There is something disconcerting that occurs within when you notice that what is unfolding before you on stage has a resonance. Like a song you knew from childhood that you can’t quite remember all the words too… “the bells of St. Clements”…but you sure as hell can hum along.

It is familiar.

With ever tightening, increasingly uncomfortable, self referencing circles of experience, lines and lights this is Robert Icke’s & Duncan Macmillan’s stage adaption of George Orwell’s 1984. Staged in partnership with the Auckland Theatre Company until March 25 this is a once in a lifetime stage experience.

The ensemble cast is tight and nuanced with Tom Conroy’s Comrade 6079, Winston Smith sublime, his language divine – “sanity is not statistical” – and his mental distress visceral if not damn disconcerting in scenes.

The torture sequence was with me when I woke this morning. And is still coming to me in waves now.

The threat and menace conveyed in almost showing everything partnered with bone shaking soundscapes, intense white lighting, pitch black and then the aftermath shown in stark relief; bloodied fingertips and teeth spat out in a hurled red mass to a white plastic covered stage.
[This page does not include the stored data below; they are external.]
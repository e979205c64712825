//! Integration points for renderer implementations.

use std::sync::Arc;

use crate::capture::ProgressSink;
use crate::device::{FeatureLevel, GraphicsDevice};
use crate::error::{RenderError, RenderResult};
use crate::registry::ResourceRegistry;
use crate::resources::Texture;
use crate::sprite::SpriteLayer;
use crate::surface::RenderSurfaceManager;
use crate::types::{Color, SampleDescription, Viewport};

/// Scene-specific behavior plugged into a [`RenderLoop`](super::RenderLoop).
///
/// The loop never inspects scene contents; everything domain-specific
/// happens in these hooks. Only [`RenderHooks::draw_frame`] has a visible
/// default: it clears the frame to dark cyan.
pub trait RenderHooks: Send {
    /// Lowest device capability tier the hooks work with.
    fn feature_level(&self) -> FeatureLevel {
        FeatureLevel::Level10_0
    }

    /// Create scene resources. Called once after the device is ready.
    fn initialize_resources(&mut self, _ctx: &mut FrameContext<'_>) -> RenderResult<()> {
        Ok(())
    }

    /// Adapt size-dependent resources after the targets were recreated.
    fn resize_resources(&mut self, _ctx: &mut FrameContext<'_>) -> RenderResult<()> {
        Ok(())
    }

    /// Advance the scene by `dt` scaled seconds. Never called with `dt == 0`.
    fn on_tick(&mut self, _dt: f32) {}

    /// Draw one frame into [`FrameContext::render_target`].
    fn draw_frame(&mut self, ctx: &mut FrameContext<'_>) -> RenderResult<()> {
        ctx.clear_depth(1.0)?;
        ctx.clear(Color::DARK_CYAN)
    }

    /// Release scene resources. Called once when the renderer is disposed.
    fn dispose_resources(&mut self) {}
}

/// Per-call view of the renderer handed to [`RenderHooks`].
pub struct FrameContext<'a> {
    pub(super) registry: &'a ResourceRegistry,
    pub(super) surface: &'a RenderSurfaceManager,
    pub(super) sprite: &'a mut Option<SpriteLayer>,
    pub(super) sprite_allowed: bool,
    pub(super) progress: Option<&'a dyn ProgressSink>,
    pub(super) capturing: bool,
}

impl<'a> FrameContext<'a> {
    pub fn device(&self) -> &'a Arc<GraphicsDevice> {
        self.registry.device()
    }

    pub fn registry(&self) -> &'a ResourceRegistry {
        self.registry
    }

    /// The texture to draw into.
    ///
    /// During a capture this is the capture buffer, not the live target.
    pub fn render_target(&self) -> RenderResult<&'a Arc<Texture>> {
        self.surface.render_view().ok_or(RenderError::NotInitialized)
    }

    pub fn depth_target(&self) -> Option<&'a Arc<Texture>> {
        self.surface.depth_target()
    }

    /// Viewport in physical pixels.
    pub fn viewport(&self) -> Viewport {
        self.surface.active_viewport()
    }

    /// Viewport in logical pixels, for the final pass.
    pub fn output_viewport(&self) -> Viewport {
        self.surface.output_viewport()
    }

    pub fn resolution_multiplier(&self) -> f64 {
        self.surface.resolution_multiplier()
    }

    pub fn sample_description(&self) -> SampleDescription {
        self.surface.sample_description()
    }

    /// Whether this frame is drawn for a capture.
    pub fn is_capturing(&self) -> bool {
        self.capturing
    }

    /// Report progress of a long draw, from 0 to 1.
    pub fn report_progress(&self, progress: f64) {
        if let Some(sink) = self.progress {
            sink.report(progress);
        }
    }

    /// The sprite overlay, created on first use.
    ///
    /// `None` when sprites are disabled or the renderer targets a feature
    /// level below 10.0.
    pub fn sprite(&mut self) -> Option<&mut SpriteLayer> {
        if self.sprite_allowed && self.sprite.is_none() {
            log::debug!("Creating sprite layer");
            *self.sprite = Some(SpriteLayer::new());
        }
        self.sprite.as_mut()
    }

    /// Clear the render target.
    pub fn clear(&self, color: Color) -> RenderResult<()> {
        self.device().clear_color(self.render_target()?, color)
    }

    /// Clear the depth target, if there is one.
    pub fn clear_depth(&self, depth: f32) -> RenderResult<()> {
        match self.depth_target() {
            Some(target) => self.device().clear_depth(target, depth),
            None => Ok(()),
        }
    }
}

/// Window the renderer is associated with.
pub trait HostWindow: Send + Sync {
    /// Whether the window still exists.
    fn is_alive(&self) -> bool;

    /// Put the window in or out of fullscreen after the swap chain switched.
    fn set_fullscreen(&self, _fullscreen: bool) {}
}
Members of the audience, myself included, flinched and cowered in their chairs as Winston underwent his metamorphosis to an unperson.
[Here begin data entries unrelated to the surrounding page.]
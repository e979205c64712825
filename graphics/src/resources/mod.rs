//! GPU resources.
//!
//! This module contains the GPU resource types that are created by [`GraphicsDevice`]:
//! - [`Buffer`] - GPU memory buffer
//! - [`Texture`] - GPU texture used as render target, depth buffer or image
//! - [`Sampler`] - Texture sampler
//!
//! Resources are reference-counted with [`Arc`] and can be shared across threads.
//! Dropping the last reference releases the backend object.
//!
//! [`GraphicsDevice`]: crate::GraphicsDevice
//! [`Arc`]: std::sync::Arc

mod buffer;
mod sampler;
mod texture;

pub use buffer::Buffer;
pub use sampler::Sampler;
pub use texture::Texture;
Terence Crawford’s, O’Brien, the man in the glasses, the man in the hallway, the voice and then the man that draws ever closer and then drowns the world with his presence and systematic, pragmatic party politics driven destruction of Winston and truth itself.

“How can you destroy the system that controls the world…” I will never look at a man sitting under a pink umbrella in the same way.

The scene transitions of 1984 are cunning and speak to the deep disorientation of Winston’s reality or reenactments of past events while being tortured at the Ministry of Love.

His “secret world” with Julia, his love and downfall, appears predominantly off stage and is projected  against a screen above the stage as captured by the all seeing eye of Big Brother.

This play has unsettled me in the best possible way.

I’m pondering my clichéd Orwellian references in real ways – tele-screens, party political machines, the politics of fear, the reorientation of language into new things, the slippage of facts in the age of Crosby Textor dead cat swings, that we monitor ourselves through our social media…

“No one noticed what was happening, they were all too busy watching their screens… we are the dead”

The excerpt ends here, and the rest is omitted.